Dwivedi Ila, Haddad Gabriel G
Department of Pediatrics, School of Medicine, University of California, San Diego, La Jolla, CA, United States.
Department of Neurosciences, School of Medicine, University of California, San Diego, La Jolla, CA, United States.
Front Cell Neurosci. 2024 May 15;18:1403326. doi: 10.3389/fncel.2024.1403326. eCollection 2024.
Over the past two decades, Opioid Use Disorder (OUD) among pregnant women has become a major global public health concern. OUD has been characterized as a problematic pattern of opioid use despite adverse physical, psychological, behavioral, and or social consequences. Due to the relapsing-remitting nature of this disorder, pregnant mothers are chronically exposed to exogenous opioids, resulting in adverse neurological and neuropsychiatric outcomes. Collateral fetal exposure to opioids also precipitates severe neurodevelopmental and neurocognitive sequelae. At present, much of what is known regarding the neurobiological consequences of OUD and prenatal opioid exposure (POE) has been derived from preclinical studies in animal models and postnatal or postmortem investigations in humans. However, species-specific differences in brain development, variations in subject age/health/background, and disparities in sample collection or storage have complicated the interpretation of findings produced by these explorations. The ethical or logistical inaccessibility of human fetal brain tissue has also limited direct examinations of prenatal drug effects. To circumvent these confounding factors, recent groups have begun employing induced pluripotent stem cell (iPSC)-derived brain organoid technology, which provides access to key aspects of cellular and molecular brain development, structure, and function . In this review, we endeavor to encapsulate the advancements in brain organoid culture that have enabled scientists to model and dissect the neural underpinnings and effects of OUD and POE. We hope not only to emphasize the utility of brain organoids for investigating these conditions, but also to highlight opportunities for further technical and conceptual progress. Although the application of brain organoids to this critical field of research is still in its nascent stages, understanding the neurobiology of OUD and POE via this modality will provide critical insights for improving maternal and fetal outcomes.
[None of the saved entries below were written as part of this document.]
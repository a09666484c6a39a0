//! 请求上下文：每个操作都带一个，用来取消或限定截止时间。
//!
//! 上下文约束的是该操作的那一次 HTTP 交换（含一次认证重试）；
//! 对流式读取而言，还会约束后续读取响应体的过程。

use std::future::Future;
use std::pin::Pin;
use std::time::Duration;

use tokio::time::{sleep_until, timeout_at, Instant};
use tokio_util::sync::CancellationToken;

use crate::error::WebDavError;

/// 取消或超时时完成的 future，由 [`crate::remote_file::ReadStream`] 持有
pub(crate) type Interruption = Pin<Box<dyn Future<Output = WebDavError> + Send>>;

#[derive(Debug, Clone, Default)]
pub struct RequestContext {
    token: CancellationToken,
    deadline: Option<Instant>,
}

impl RequestContext {
    /// 不会被取消、没有截止时间的上下文
    pub fn background() -> Self {
        Self::default()
    }

    /// 绑定外部的取消令牌，调用 `token.cancel()` 即可中止操作
    pub fn with_cancellation(token: CancellationToken) -> Self {
        Self {
            token,
            deadline: None,
        }
    }

    /// 从现在起 `timeout` 之后过期
    pub fn with_timeout(timeout: Duration) -> Self {
        Self::with_deadline(Instant::now() + timeout)
    }

    pub fn with_deadline(deadline: Instant) -> Self {
        Self {
            token: CancellationToken::new(),
            deadline: Some(deadline),
        }
    }

    /// 派生一个带截止时间的子上下文，父上下文取消时它也被取消
    pub fn child_with_timeout(&self, timeout: Duration) -> Self {
        let deadline = Instant::now() + timeout;
        Self {
            token: self.token.child_token(),
            deadline: Some(match self.deadline {
                Some(parent) => parent.min(deadline),
                None => deadline,
            }),
        }
    }

    pub fn cancel(&self) {
        self.token.cancel();
    }

    pub fn token(&self) -> &CancellationToken {
        &self.token
    }

    pub fn deadline(&self) -> Option<Instant> {
        self.deadline
    }

    /// 已取消或已过期时返回对应错误
    pub fn check(&self) -> Result<(), WebDavError> {
        if self.token.is_cancelled() {
            return Err(WebDavError::Cancelled);
        }
        if matches!(self.deadline, Some(d) if d <= Instant::now()) {
            return Err(WebDavError::DeadlineExceeded);
        }
        Ok(())
    }

    /// 在上下文约束下执行 future；取消或过期时立即丢弃它（连带中止进行中的请求）
    pub async fn run<F, T>(&self, fut: F) -> Result<T, WebDavError>
    where
        F: Future<Output = Result<T, WebDavError>>,
    {
        self.check()?;

        let guarded = async {
            match self.deadline {
                Some(deadline) => timeout_at(deadline, fut)
                    .await
                    .unwrap_or(Err(WebDavError::DeadlineExceeded)),
                None => fut.await,
            }
        };

        tokio::select! {
            biased;
            _ = self.token.cancelled() => Err(WebDavError::Cancelled),
            result = guarded => result,
        }
    }

    pub(crate) fn interruption(&self) -> Interruption {
        let token = self.token.clone();
        let deadline = self.deadline;

        Box::pin(async move {
            match deadline {
                Some(deadline) => tokio::select! {
                    _ = token.cancelled() => WebDavError::Cancelled,
                    _ = sleep_until(deadline) => WebDavError::DeadlineExceeded,
                },
                None => {
                    token.cancelled().await;
                    WebDavError::Cancelled
                }
            }
        })
    }
}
在过去二十年中,孕妇阿片类物质使用障碍(OUD)已成为全球主要的公共卫生问题。OUD的特征是尽管存在不良的身体、心理、行为和/或社会后果,但仍存在阿片类物质使用的问题模式。由于这种疾病的复发-缓解性质,怀孕母亲长期暴露于外源性阿片类物质,导致不良的神经和神经精神后果。胎儿接触阿片类物质也会引发严重的神经发育和神经认知后遗症。目前,关于OUD和产前阿片类物质暴露(POE)的神经生物学后果的许多已知信息来自动物模型的临床前研究以及人类的产后或死后调查。然而,大脑发育中的物种特异性差异、受试者年龄/健康/背景的变化以及样本采集或储存的差异使这些探索产生的结果的解释变得复杂。人类胎儿脑组织在伦理或后勤方面难以获取也限制了对产前药物作用的直接检查。为了规避这些混杂因素,最近一些研究小组开始采用诱导多能干细胞(iPSC)衍生的脑类器官技术,该技术提供了了解细胞和分子大脑发育、结构和功能关键方面的途径。在这篇综述中,我们努力总结脑类器官培养的进展,这些进展使科学家能够模拟和剖析OUD和POE的神经基础及影响。我们不仅希望强调脑类器官在研究这些情况方面的实用性,还希望突出进一步技术和概念进展的机会。尽管脑类器官在这一关键研究领域的应用仍处于起步阶段,但通过这种方式了解OUD和POE的神经生物学将为改善母婴结局提供关键见解。